If Life Gives You Lemons, Make Sure They Aren’t A Dish Soap Ingredient Before You Go Making That Lemonade

And now, a reminder that we can’t blame modern technology and cable news for all of the world’s ills because people have always been kind of dumb.

In 1982, the Maryland Poison Center reported almost 80 cases of people who had suffered nausea and diarrhea after drinking Sunlight dishwashing liquid. They had received free bottles of the stuff in the mail as part of a promotional campaign. The source of the confusion was a picture of lemons on the label as well as the phrase “with real lemon juice.” This led many to conclude that the bottle contained some kind of lemonade. Or a lemon-flavored drink mixer. A lot of people added it to iced tea.

A spokesman for Lever Brothers, the manufacturer of the product, noted that the bottles also clearly said, “Sunlight dishwashing liquid.”

Sunlight no longer uses the phrase “with real lemon juice.” Apparently they learned their lesson. But they’ve still got a picture of a lemon on their bottles.

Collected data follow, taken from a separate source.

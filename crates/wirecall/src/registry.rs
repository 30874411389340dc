//! Hash-keyed handler table.
//!
//! Slaves dispatch incoming commands through a fixed-capacity table of
//! `(procedure hash, handler)` pairs. A responder exposes a handful of
//! procedures, so lookup is a linear scan, and capacity is fixed at
//! construction the way the rest of the peer's memory is.

use bytes::Bytes;

use crate::error::RegistryError;

/// A registered procedure body: consumes the request bytes, produces the
/// response bytes.
pub type Handler = Box<dyn FnMut(&[u8]) -> Bytes + Send>;

/// Fixed-capacity table mapping procedure hashes to handlers.
pub struct Registry {
    entries: Vec<(u32, Handler)>,
    capacity: usize,
}

impl Registry {
    pub fn with_capacity(capacity: usize) -> Self {
        Self {
            entries: Vec::new(),
            capacity,
        }
    }

    /// Insert a handler, replacing any existing handler for `key`.
    ///
    /// Fails only when `key` is new and the table is full.
    pub fn insert(&mut self, key: u32, handler: Handler) -> Result<(), RegistryError> {
        if let Some(entry) = self.entries.iter_mut().find(|(hash, _)| *hash == key) {
            entry.1 = handler;
            return Ok(());
        }

        if self.entries.len() >= self.capacity {
            return Err(RegistryError::Full {
                capacity: self.capacity,
            });
        }

        self.entries.push((key, handler));
        Ok(())
    }

    /// Look up the handler registered for `key`.
    pub fn lookup(&mut self, key: u32) -> Option<&mut Handler> {
        self.entries
            .iter_mut()
            .find(|(hash, _)| *hash == key)
            .map(|(_, handler)| handler)
    }

    pub fn len(&self) -> usize {
        self.entries.len()
    }

    pub fn is_empty(&self) -> bool {
        self.entries.is_empty()
    }

    pub fn capacity(&self) -> usize {
        self.capacity
    }
}

impl std::fmt::Debug for Registry {
    fn fmt(&self, f: &mut std::fmt::Formatter<'_>) -> std::fmt::Result {
        f.debug_struct("Registry")
            .field("len", &self.entries.len())
            .field("capacity", &self.capacity)
            .finish()
    }
}
use std::time::Duration;

/// Errors surfaced by a master call.
///
/// Frame-level failures (bad magic, bad CRC, mistimed bytes) never
/// appear here: the retry loops absorb them until the budget runs out,
/// at which point the whole exchange reports [`CallError::Timeout`].
#[derive(Debug, thiserror::Error)]
pub enum CallError {
    /// The request or response cannot fit the scratch buffer.
    #[error("payload of {len} bytes exceeds link capacity of {max}")]
    SizeExceeded { len: usize, max: usize },

    /// The exchange did not complete within its total budget.
    #[error("exchange timed out after {0:?}")]
    Timeout(Duration),

    /// The peer answered with zero bytes and the master is configured to
    /// treat that as failure.
    #[error("peer returned an empty result")]
    EmptyResult,
}

pub type Result<T> = std::result::Result<T, CallError>;

/// Errors surfaced when registering a handler.
#[derive(Debug, thiserror::Error)]
pub enum RegistryError {
    /// The handler table has reached its fixed capacity.
    #[error("handler table full ({capacity} entries)")]
    Full { capacity: usize },
}

/// Errors that terminate a stream session.
#[derive(Debug, thiserror::Error)]
pub enum StreamError {
    /// The setup frame was not delivered or was malformed.
    #[error("stream setup failed")]
    SetupFailed,

    /// A frame or acknowledgement violated the stream protocol.
    #[error("stream protocol violation")]
    Protocol,

    /// An announced body does not fit the scratch buffer.
    #[error("stream payload of {len} bytes exceeds buffer capacity of {max}")]
    SizeExceeded { len: usize, max: usize },

    /// The peer stopped producing or consuming in time.
    #[error("stream transfer timed out")]
    Timeout,
}
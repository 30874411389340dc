//! Minimal call demo — a slave thread answering over an in-memory link.
//!
//! Run with:
//!   cargo run --example echo

use std::thread;
use std::time::Duration;

use bytes::Bytes;

use wirecall::transport::MemLink;
use wirecall::{Master, Slave, SlaveConfig};

fn main() {
    tracing_subscriber::fmt()
        .with_writer(std::io::stderr)
        .with_max_level(tracing::level_filters::LevelFilter::DEBUG)
        .with_target(false)
        .init();

    let (master_link, slave_link) = MemLink::pair();

    let responder = thread::spawn(move || {
        let mut slave = Slave::with_config(slave_link, SlaveConfig::default());
        slave
            .register("echo", |args| Bytes::copy_from_slice(args))
            .expect("registry has room");
        slave
            .register("reverse", |args| {
                let mut bytes = args.to_vec();
                bytes.reverse();
                Bytes::from(bytes)
            })
            .expect("registry has room");

        // Serve two calls, then let the thread end.
        let mut served = 0;
        while served < 2 {
            if slave.poll(Duration::from_millis(100), Duration::from_millis(100)) {
                served += 1;
            }
        }
    });

    let budget = Duration::from_millis(100);
    let mut master = Master::new(master_link);

    let echoed = master
        .call("echo", b"over the wire", budget, budget)
        .expect("echo call should succeed");
    eprintln!("echo     -> {}", String::from_utf8_lossy(echoed));

    let reversed = master
        .call("reverse", b"over the wire", budget, budget)
        .expect("reverse call should succeed");
    eprintln!("reverse  -> {}", String::from_utf8_lossy(reversed));

    responder.join().expect("responder thread should complete");
}
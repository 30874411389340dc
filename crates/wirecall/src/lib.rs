//! Symmetric remote procedure calls over unreliable byte transports.
//!
//! wirecall moves named calls with opaque byte arguments between two
//! peers across links that only promise best-effort byte delivery —
//! UARTs, shared buses, socket pairs, loopback queues. The caller
//! ([`Master`]) drives a four-phase framed handshake; the responder
//! ([`Slave`]) dispatches into a registry of handlers and holds the
//! result until the caller polls for it. Every frame is CRC-checked,
//! every phase retries under an adaptive timeout budget, and after a
//! call both sides can switch the link into a credit-gated bulk stream.
//!
//! ```text
//! ┌─────────────┐   ┌──────────────┐   ┌───────────────────────┐
//! │  Transport   │──▶│ wirecall-    │──▶│ Master / Slave FSMs    │
//! │  (trait)     │   │ frame codec  │   │ → handler registry     │
//! └─────────────┘   └──────────────┘   └───────────────────────┘
//!        ▲                                        │
//!        │            ┌───────────────────────────┘
//!        │            ▼
//! ┌─────────────┐   ┌──────────────┐
//! │  Transport   │◀──│ stream       │   (post-call bulk mode)
//! │  (write)     │   │ writer/reader│
//! └─────────────┘   └──────────────┘
//! ```
//!
//! One call is in flight at a time; there is no pipelining, no session
//! state beyond the call in progress, and no marshalling — arguments
//! and results are byte slices.

pub mod error;
pub mod master;
pub mod registry;
mod retry;
pub mod slave;
pub mod stream;

pub use error::{CallError, RegistryError, Result, StreamError};
pub use master::{Master, MasterConfig};
pub use registry::{Handler, Registry};
pub use slave::{Hook, Slave, SlaveConfig};
pub use stream::{stream_read, stream_write};

pub use wirecall_frame as frame;
pub use wirecall_transport as transport;
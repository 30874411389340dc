//! In-memory paired link.
//!
//! Two connected endpoints backed by mutex/condvar byte queues: the
//! loopback transport used by tests, demos and same-process peers. Reads
//! block until enough bytes arrive or the timeout expires; writes always
//! succeed immediately.

use std::collections::VecDeque;
use std::sync::{Arc, Condvar, Mutex};
use std::time::{Duration, Instant};

use crate::traits::Transport;

#[derive(Default)]
struct Pipe {
    bytes: Mutex<VecDeque<u8>>,
    arrived: Condvar,
}

impl Pipe {
    fn push(&self, data: &[u8]) -> bool {
        let Ok(mut queue) = self.bytes.lock() else {
            return false;
        };
        queue.extend(data);
        self.arrived.notify_one();
        true
    }

    fn pop_exact(&self, buf: &mut [u8], timeout: Duration) -> bool {
        let deadline = Instant::now() + timeout;
        let Ok(mut queue) = self.bytes.lock() else {
            return false;
        };

        let mut filled = 0;
        loop {
            while filled < buf.len() {
                match queue.pop_front() {
                    Some(byte) => {
                        buf[filled] = byte;
                        filled += 1;
                    }
                    None => break,
                }
            }
            if filled == buf.len() {
                return true;
            }

            let now = Instant::now();
            if now >= deadline {
                return false;
            }
            queue = match self.arrived.wait_timeout(queue, deadline - now) {
                Ok((guard, _)) => guard,
                Err(_) => return false,
            };
        }
    }

    fn clear(&self) {
        if let Ok(mut queue) = self.bytes.lock() {
            queue.clear();
        }
    }
}

/// One endpoint of an in-memory byte link.
///
/// Created in connected pairs via [`MemLink::pair`]. Each endpoint reads
/// what the other wrote, in order, with no loss or corruption.
pub struct MemLink {
    rx: Arc<Pipe>,
    tx: Arc<Pipe>,
    queue_depth_max: u32,
}

impl MemLink {
    /// Create two connected endpoints.
    pub fn pair() -> (MemLink, MemLink) {
        let a = Arc::new(Pipe::default());
        let b = Arc::new(Pipe::default());
        (
            MemLink {
                rx: Arc::clone(&a),
                tx: Arc::clone(&b),
                queue_depth_max: 255,
            },
            MemLink {
                rx: b,
                tx: a,
                queue_depth_max: 255,
            },
        )
    }

    /// Mark this endpoint as half-duplex, capping the stream writer's
    /// credit window at one frame in flight.
    pub fn half_duplex(mut self) -> Self {
        self.queue_depth_max = 1;
        self
    }
}

impl Transport for MemLink {
    fn recv_exact(&mut self, buf: &mut [u8], timeout: Duration) -> bool {
        self.rx.pop_exact(buf, timeout)
    }

    fn send_all(&mut self, data: &[u8], _timeout: Duration) -> bool {
        self.tx.push(data)
    }

    fn drain(&mut self) {
        self.rx.clear();
    }

    fn writer_queue_depth_max(&self) -> u32 {
        self.queue_depth_max
    }
}
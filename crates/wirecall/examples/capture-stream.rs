//! Call-then-stream demo — negotiate a capture over a call, then move
//! the bulk frames in stream mode.
//!
//! Run with:
//!   cargo run --example capture-stream

use std::thread;
use std::time::Duration;

use bytes::Bytes;

use wirecall::transport::MemLink;
use wirecall::{Master, Slave, SlaveConfig};

const FRAMES: usize = 4;
const BUDGET: Duration = Duration::from_millis(200);

fn main() {
    let (master_link, slave_link) = MemLink::pair();

    let producer = thread::spawn(move || {
        let mut slave = Slave::with_config(slave_link, SlaveConfig::default());
        slave
            .register("begin_capture", |_| Bytes::from_static(b"ready"))
            .expect("registry has room");

        // Answer the call, then hand the link over to stream mode.
        while !slave.poll(BUDGET, BUDGET) {}

        let mut sequence = 0u8;
        slave.stream_writer(BUDGET, move || {
            if usize::from(sequence) < FRAMES {
                sequence += 1;
                Some(Bytes::from(vec![sequence; 16]))
            } else {
                None
            }
        })
    });

    let mut master = Master::new(master_link);
    let reply = master
        .call("begin_capture", &[], BUDGET, BUDGET)
        .expect("capture negotiation should succeed");
    eprintln!("slave answered: {}", String::from_utf8_lossy(reply));

    let mut received = 0usize;
    master
        .stream_reader(4, BUDGET, |body| {
            received += 1;
            eprintln!("frame {received}: {} bytes of {:#04x}", body.len(), body[0]);
            received < FRAMES
        })
        .expect("stream session should end cleanly");

    producer
        .join()
        .expect("producer thread should complete")
        .expect("writer should end cleanly");
}
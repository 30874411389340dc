//! Adaptive per-attempt timeouts.
//!
//! Each handshake operation runs under a total budget and retries its
//! whole sequence until that budget expires. Inside an attempt, the
//! small header and acknowledgement transfers use short timeouts that
//! start at 2 ms and grow between attempts, so two peers whose loops
//! have drifted out of phase cannot livelock retrying at exactly the
//! same cadence. The active side escalates geometrically; the passive
//! side escalates additively so it stays responsive to a fresh request.

use std::time::{Duration, Instant};

/// Initial value of both short timeouts at the start of an operation.
pub(crate) const SHORT_TIMEOUT_RESET: Duration = Duration::from_millis(2);

/// Tracks a total operation budget.
#[derive(Debug, Clone, Copy)]
pub(crate) struct Deadline {
    end: Instant,
}

impl Deadline {
    pub fn after(total: Duration) -> Self {
        Self {
            end: Instant::now() + total,
        }
    }

    pub fn expired(&self) -> bool {
        Instant::now() >= self.end
    }

    /// Budget left; doubles as the "long" timeout for bulk transfers.
    pub fn remaining(&self) -> Duration {
        self.end.saturating_duration_since(Instant::now())
    }
}

/// Short-timeout pair carried across the retries of one operation.
#[derive(Debug, Clone, Copy)]
pub(crate) struct RetryTimers {
    pub put_short: Duration,
    pub get_short: Duration,
}

impl RetryTimers {
    pub fn start() -> Self {
        Self {
            put_short: SHORT_TIMEOUT_RESET,
            get_short: SHORT_TIMEOUT_RESET,
        }
    }

    /// Master-side escalation: grow by half, capped at the total budget.
    pub fn grow_geometric(&mut self, total: Duration) {
        self.put_short = (self.put_short * 3 / 2).min(total);
        self.get_short = (self.get_short * 3 / 2).min(total);
    }

    /// Slave-side escalation: one extra millisecond per failed attempt.
    pub fn grow_additive(&mut self, total: Duration) {
        let step = Duration::from_millis(1);
        self.put_short = (self.put_short + step).min(total);
        self.get_short = (self.get_short + step).min(total);
    }
}
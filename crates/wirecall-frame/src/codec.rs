use bytes::{BufMut, Bytes, BytesMut};

use crate::crc::crc16;
use crate::error::{FrameError, Result};

/// Wire overhead of every packet: 2-byte magic + 2-byte CRC.
pub const PACKET_OVERHEAD: usize = 4;

// Packet magics. These are wire constants shared by both peers and must
// not change between releases.

/// Command header: master announces `(procedure hash, argument length)`.
pub const COMMAND_HEADER_MAGIC: u16 = 0x1209;
/// Command data: the argument bytes themselves.
pub const COMMAND_DATA_MAGIC: u16 = 0x8ADE;
/// Result header: slave announces the result length.
pub const RESULT_HEADER_MAGIC: u16 = 0x6CEB;
/// Result data: the result bytes themselves.
pub const RESULT_DATA_MAGIC: u16 = 0xF1A5;
/// Stream setup: the reading side proposes a credit window.
pub const STREAM_SETUP_MAGIC: u16 = 0xEDF6;
/// Stream data header: announces the length of the raw body that follows.
pub const STREAM_DATA_MAGIC: u16 = 0x542E;

/// Encode a packet in place.
///
/// Writes `magic_le ∥ payload ∥ crc16_le` into the front of `buf` and
/// returns the total frame length. The CRC covers the magic and the
/// payload. Fails with [`FrameError::BufferTooSmall`] when `buf` cannot
/// hold `payload.len() + 4` bytes; nothing is written in that case.
pub fn encode_packet(buf: &mut [u8], magic: u16, payload: &[u8]) -> Result<usize> {
    let total = payload.len() + PACKET_OVERHEAD;
    if buf.len() < total {
        return Err(FrameError::BufferTooSmall {
            needed: total,
            available: buf.len(),
        });
    }

    buf[..2].copy_from_slice(&magic.to_le_bytes());
    buf[2..2 + payload.len()].copy_from_slice(payload);
    let crc = crc16(&buf[..2 + payload.len()]);
    buf[2 + payload.len()..total].copy_from_slice(&crc.to_le_bytes());
    Ok(total)
}

/// Encode a small control packet into a freshly allocated buffer.
///
/// Used for the fixed-size header and acknowledgement frames that are
/// built once and retransmitted verbatim across retries.
pub fn packet(magic: u16, payload: &[u8]) -> Bytes {
    let mut buf = BytesMut::with_capacity(payload.len() + PACKET_OVERHEAD);
    buf.put_u16_le(magic);
    buf.put_slice(payload);
    let crc = crc16(&buf);
    buf.put_u16_le(crc);
    buf.freeze()
}

/// Validate a received frame and return its payload.
///
/// The magic is checked first, then the CRC over magic and payload;
/// either mismatch alone rejects the frame. Callers treat a rejected
/// frame as absent and let their retry loop re-issue the exchange.
pub fn check_packet(frame: &[u8], magic: u16) -> Result<&[u8]> {
    if frame.len() < PACKET_OVERHEAD {
        return Err(FrameError::BufferTooSmall {
            needed: PACKET_OVERHEAD,
            available: frame.len(),
        });
    }

    let body = frame.len() - 2;
    let found = u16::from_le_bytes([frame[0], frame[1]]);
    if found != magic {
        return Err(FrameError::MagicMismatch {
            expected: magic,
            found,
        });
    }

    let found_crc = u16::from_le_bytes([frame[body], frame[body + 1]]);
    if found_crc != crc16(&frame[..body]) {
        return Err(FrameError::CrcMismatch);
    }

    Ok(&frame[2..body])
}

If you can even believe such a thing, Weird Universe was able to dig up newspaper columns from the time that tried to defend these people. Come for this happened to a friend of mine even though she can read very well, stay for the woman who ruined a family dinner by seasoning 24 pieces of chicken with dish soap that the mailman had left by the front door that day.

I don’t know what astounds me more, to be honest. That people were so readily slugging down fucking Sunlight because it might be juice or that they would write letters to the newspaper to admit it. But I do know what wouldn’t astound me. If one of these people ended up being the one who went on to sue because Crunchberries aren’t fruit.